Michael Gainer founded ReUse Action in 2011, a for-profit deconstruction company specifically focused on providing apprenticeships. Its headquarters opened on the East Side of Buffalo inside 980 Northampton, a former shoe factory. The company was contracted in its first year to strip the Hotel Lafayette prior to its renovation, which provided jobs for twenty residents and led to several of them landing permanent careers.

Former Buffalo ReUse employees Caesandra Seawell and Kevin Hayes joined Gainer in 2012 to form The Foundry, a nonprofit business incubator and makerspace. Built inside the former Buffalo ReUse headquarters at 298 Northampton, The Foundry supports local entrepreneurs in their quest to develop products and business plans.

SUNY ESF students successfully lobbied in 2013 for ReUse Action to handle deconstruction of several homes the school was planning on demolishing so that their material could be recycled for new builds on campus.

===Reacquisition and restructuring, 2022–present===

After Buffalo ReUse closed in 2022, Michael Gainer was appointed to their board of directors and acquired the organization's name and remaining assets, which were absorbed by ReUse Action.

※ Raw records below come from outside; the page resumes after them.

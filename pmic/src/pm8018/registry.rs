//! Ordered bring-up of the PM8018 cells.
//!
//! The interrupt chip comes first since every other cell may route interrupts
//! through it. Cells follow in a fixed order:
//! gpio, mpp, rtc, pwrkey, misc, debug and finally the regulator bank. A cell
//! whose configuration is absent is skipped; debug is always registered.
//!
//! Every side effect is handed to the [RollbackController] as soon as it
//! happens, so a failure at any point unwinds everything before returning.
use crate::{
    dev::{
        device::Device,
        handle::Handle,
        intc::{IrqChipFactory, IrqPlatformData},
        mfd::{SubcomponentSpec, SubdeviceHost},
    },
    error::ProbeError,
    logging::TARGET,
    pm8018::{
        config::Pm8018PlatformData,
        consts::PM8018_NR_IRQS,
        regulator::{CellReserve, register_regulators_with, reserve_exact},
        resources,
        rollback::RollbackController,
    },
};
use alloc::vec::Vec;
use core::fmt::{self, Display};

/// One step of the bring-up sequence, in execution order.
#[derive(Debug, Clone, Copy, PartialEq, Eq, PartialOrd, Ord, Hash)]
pub enum SubdeviceStep {
    Interrupts,
    Gpio,
    Mpp,
    Rtc,
    Pwrkey,
    Misc,
    Debug,
    Regulators,
}

impl SubdeviceStep {
    pub const fn name(self) -> &'static str {
        match self {
            Self::Interrupts => "interrupts",
            Self::Gpio => "gpio",
            Self::Mpp => "mpp",
            Self::Rtc => "rtc",
            Self::Pwrkey => "pwrkey",
            Self::Misc => "misc",
            Self::Debug => "debug",
            Self::Regulators => "regulators",
        }
    }
}

impl Display for SubdeviceStep {
    fn fmt(&self, f: &mut fmt::Formatter<'_>) -> fmt::Result {
        f.write_str(self.name())
    }
}

#[derive(Debug, Clone, Copy, PartialEq, Eq)]
pub enum BringUpState {
    Init,
    InterruptsReady,
    /// The step was the last one to complete.
    Registered(SubdeviceStep),
    Complete,
    Failed(SubdeviceStep),
    Removed,
}

/// Result of a successful bring-up.
#[derive(Debug)]
pub struct BringUp<'a> {
    /// Base added to every chip-relative interrupt, 0 without an interrupt chip.
    pub irq_base: u32,
    pub regulators: Vec<SubcomponentSpec<'a>>,
}

/// Sequencer for one bring-up attempt.
pub struct SubdeviceRegistry<'r> {
    dev: &'r Handle<Device>,
    host: &'r dyn SubdeviceHost,
    rollback: &'r mut RollbackController,
    state: BringUpState,
    irq_base: u32,
    reserve: CellReserve,
}

impl<'r> SubdeviceRegistry<'r> {
    pub fn new(
        dev: &'r Handle<Device>,
        host: &'r dyn SubdeviceHost,
        rollback: &'r mut RollbackController,
    ) -> SubdeviceRegistry<'r> {
        SubdeviceRegistry {
            dev,
            host,
            rollback,
            state: BringUpState::Init,
            irq_base: 0,
            reserve: reserve_exact,
        }
    }

    #[cfg(test)]
    fn with_cell_reserve(mut self, reserve: CellReserve) -> SubdeviceRegistry<'r> {
        self.reserve = reserve;
        self
    }

    pub fn state(&self) -> BringUpState {
        self.state
    }

    /// Run every step. The ledger is left as recorded; committing it is up to
    /// the caller.
    pub fn add_subdevices<'a>(
        &mut self,
        pdata: &'a Pm8018PlatformData,
        irq_factory: &dyn IrqChipFactory,
    ) -> Result<BringUp<'a>, ProbeError> {
        match self.run_steps(pdata, irq_factory) {
            Ok(regulators) => {
                self.state = BringUpState::Complete;
                Ok(BringUp {
                    irq_base: self.irq_base,
                    regulators,
                })
            }
            Err(err) => {
                let step = err.step().unwrap_or(SubdeviceStep::Regulators);
                self.state = BringUpState::Failed(step);
                // Interrupt init failing leaves nothing behind to undo.
                if step != SubdeviceStep::Interrupts {
                    let undone = self.rollback.unwind(self.host, self.dev);
                    log::warn!(
                        target: TARGET,
                        "{} failed, unwound {} cell(s)",
                        step,
                        undone.len()
                    );
                }
                Err(err)
            }
        }
    }

    fn run_steps<'a>(
        &mut self,
        pdata: &'a Pm8018PlatformData,
        irq_factory: &dyn IrqChipFactory,
    ) -> Result<Vec<SubcomponentSpec<'a>>, ProbeError> {
        if let Some(irq) = &pdata.irq {
            self.init_interrupts(irq, irq_factory)?;
        }

        if let Some(gpio) = &pdata.gpio {
            self.register(SubdeviceStep::Gpio, &[resources::gpio_cell(gpio)])?;
        }
        if let Some(mpp) = &pdata.mpp {
            self.register(SubdeviceStep::Mpp, &[resources::mpp_cell(mpp)])?;
        }
        if let Some(rtc) = &pdata.rtc {
            self.register(SubdeviceStep::Rtc, &[resources::rtc_cell(rtc)])?;
        }
        if let Some(pwrkey) = &pdata.pwrkey {
            self.register(SubdeviceStep::Pwrkey, &[resources::pwrkey_cell(pwrkey)])?;
        }
        if let Some(misc) = &pdata.misc {
            self.register(SubdeviceStep::Misc, &[resources::misc_cell(misc)])?;
        }
        self.register(SubdeviceStep::Debug, &[resources::debug_cell()])?;

        let regulators = register_regulators_with(
            self.host,
            self.dev,
            &pdata.regulators,
            self.irq_base,
            self.reserve,
        )?;
        if !regulators.is_empty() {
            self.rollback.record(&regulators);
            self.state = BringUpState::Registered(SubdeviceStep::Regulators);
        }
        Ok(regulators)
    }

    /// Create the interrupt chip; its base applies to every later registration.
    fn init_interrupts(
        &mut self,
        irq: &IrqPlatformData,
        irq_factory: &dyn IrqChipFactory,
    ) -> Result<(), ProbeError> {
        let irq_pdata = IrqPlatformData {
            nirqs: PM8018_NR_IRQS,
            ..*irq
        };
        let chip = irq_factory.init(self.dev, &irq_pdata).map_err(|err| {
            log::error!(target: TARGET, "Failed to init interrupts: {}", err);
            ProbeError::InterruptInit(err)
        })?;
        self.rollback.adopt_irq_chip(chip);
        self.irq_base = irq_pdata.irq_base;
        self.state = BringUpState::InterruptsReady;
        Ok(())
    }

    fn register(&mut self, step: SubdeviceStep, cells: &[SubcomponentSpec<'_>]) -> Result<(), ProbeError> {
        self.host
            .add_devices(self.dev, cells, self.irq_base)
            .map_err(|cause| {
                log::error!(target: TARGET, "Failed to add {} subdevice: {}", step, cause);
                ProbeError::Registration { step, cause }
            })?;
        self.rollback.record(cells);
        self.state = BringUpState::Registered(step);
        debug_ex!(target: TARGET, "{} registered", step);
        Ok(())
    }
}
//! Definitions shared by the PM8xxx family: cell names, per-cell platform data
//! and the register/interrupt interface a core driver offers its sub-drivers.
use crate::{
    dev::{bus::BusError, intc::IrqChipError},
    pm8018::config::RegulatorPlatformData,
};

pub const PM8XXX_GPIO_DEV_NAME: &str = "pm8xxx-gpio";
pub const PM8XXX_MPP_DEV_NAME: &str = "pm8xxx-mpp";
pub const PM8XXX_RTC_DEV_NAME: &str = "rtc-pm8xxx";
pub const PM8XXX_PWRKEY_DEV_NAME: &str = "pm8xxx-pwrkey";
pub const PM8XXX_MISC_DEV_NAME: &str = "pm8xxx-misc";
pub const PM8XXX_DEBUG_DEV_NAME: &str = "pm8xxx-debug";

/// GPIO controller platform data.
#[derive(Debug, Clone, Copy, PartialEq, Eq, Default)]
pub struct GpioPlatformData {
    /// First host GPIO number.
    pub gpio_base: u32,
    /// Pin count, filled in by the core.
    pub ngpios: u32,
}

/// Multi-purpose pin controller platform data.
#[derive(Debug, Clone, Copy, PartialEq, Eq, Default)]
pub struct MppPlatformData {
    /// First host GPIO number used for MPPs.
    pub mpp_base: u32,
    /// Pin count, filled in by the core.
    pub nmpps: u32,
    /// First MPP control register, filled in by the core.
    pub base_addr: u16,
}

#[derive(Debug, Clone, Copy, PartialEq, Eq, Default)]
pub struct RtcPlatformData {
    pub rtc_write_enable: bool,
    pub rtc_alarm_powerup: bool,
}

#[derive(Debug, Clone, Copy, PartialEq, Eq, Default)]
pub struct PwrkeyPlatformData {
    pub pull_up: bool,
    /// Debounce before a press is reported.
    pub kpd_trigger_delay_us: u32,
    pub wakeup: bool,
}

#[derive(Debug, Clone, Copy, PartialEq, Eq, Default)]
pub struct MiscPlatformData {
    pub priority: i32,
}

/// Configuration blob carried by a cell.
///
/// GPIO and MPP data are copies completed with chip constants; the rest borrow
/// the board configuration.
#[derive(Debug, Clone, Copy, PartialEq)]
pub enum PlatformData<'a> {
    None,
    Gpio(GpioPlatformData),
    Mpp(MppPlatformData),
    Rtc(&'a RtcPlatformData),
    Pwrkey(&'a PwrkeyPlatformData),
    Misc(&'a MiscPlatformData),
    Debug(&'static str),
    Regulator(&'a RegulatorPlatformData),
}

/// Chip family detected from the revision registers.
#[derive(Debug, Clone, Copy, PartialEq, Eq)]
pub enum Pm8xxxVersion {
    Unknown,
    Pm8018,
}

/// Register and interrupt access offered by a bound PM8xxx core to its cells.
pub trait Pm8xxxCore {
    fn readb(&self, addr: u16) -> Result<u8, BusError>;
    fn writeb(&self, addr: u16, val: u8) -> Result<(), BusError>;
    fn read_buf(&self, addr: u16, buf: &mut [u8]) -> Result<(), BusError>;
    fn write_buf(&self, addr: u16, buf: &[u8]) -> Result<(), BusError>;
    fn read_irq_stat(&self, irq: u32) -> Result<bool, IrqChipError>;
    fn version(&self) -> Pm8xxxVersion;
    fn revision(&self) -> u8;
}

Buffalo ReUse is now the nonprofit arm of ReUse Action, and is used as a pass-through entity for East Side Parkways Coalition and Rainbow House Community School. East Side Parkways Coalition is an advocacy group that supports the removal of Scajaquada Expressway and restoration of Humboldt Parkway. Rainbow House Community School is a private school at 248 Northampton that utilizes the Waldorf mode of teaching.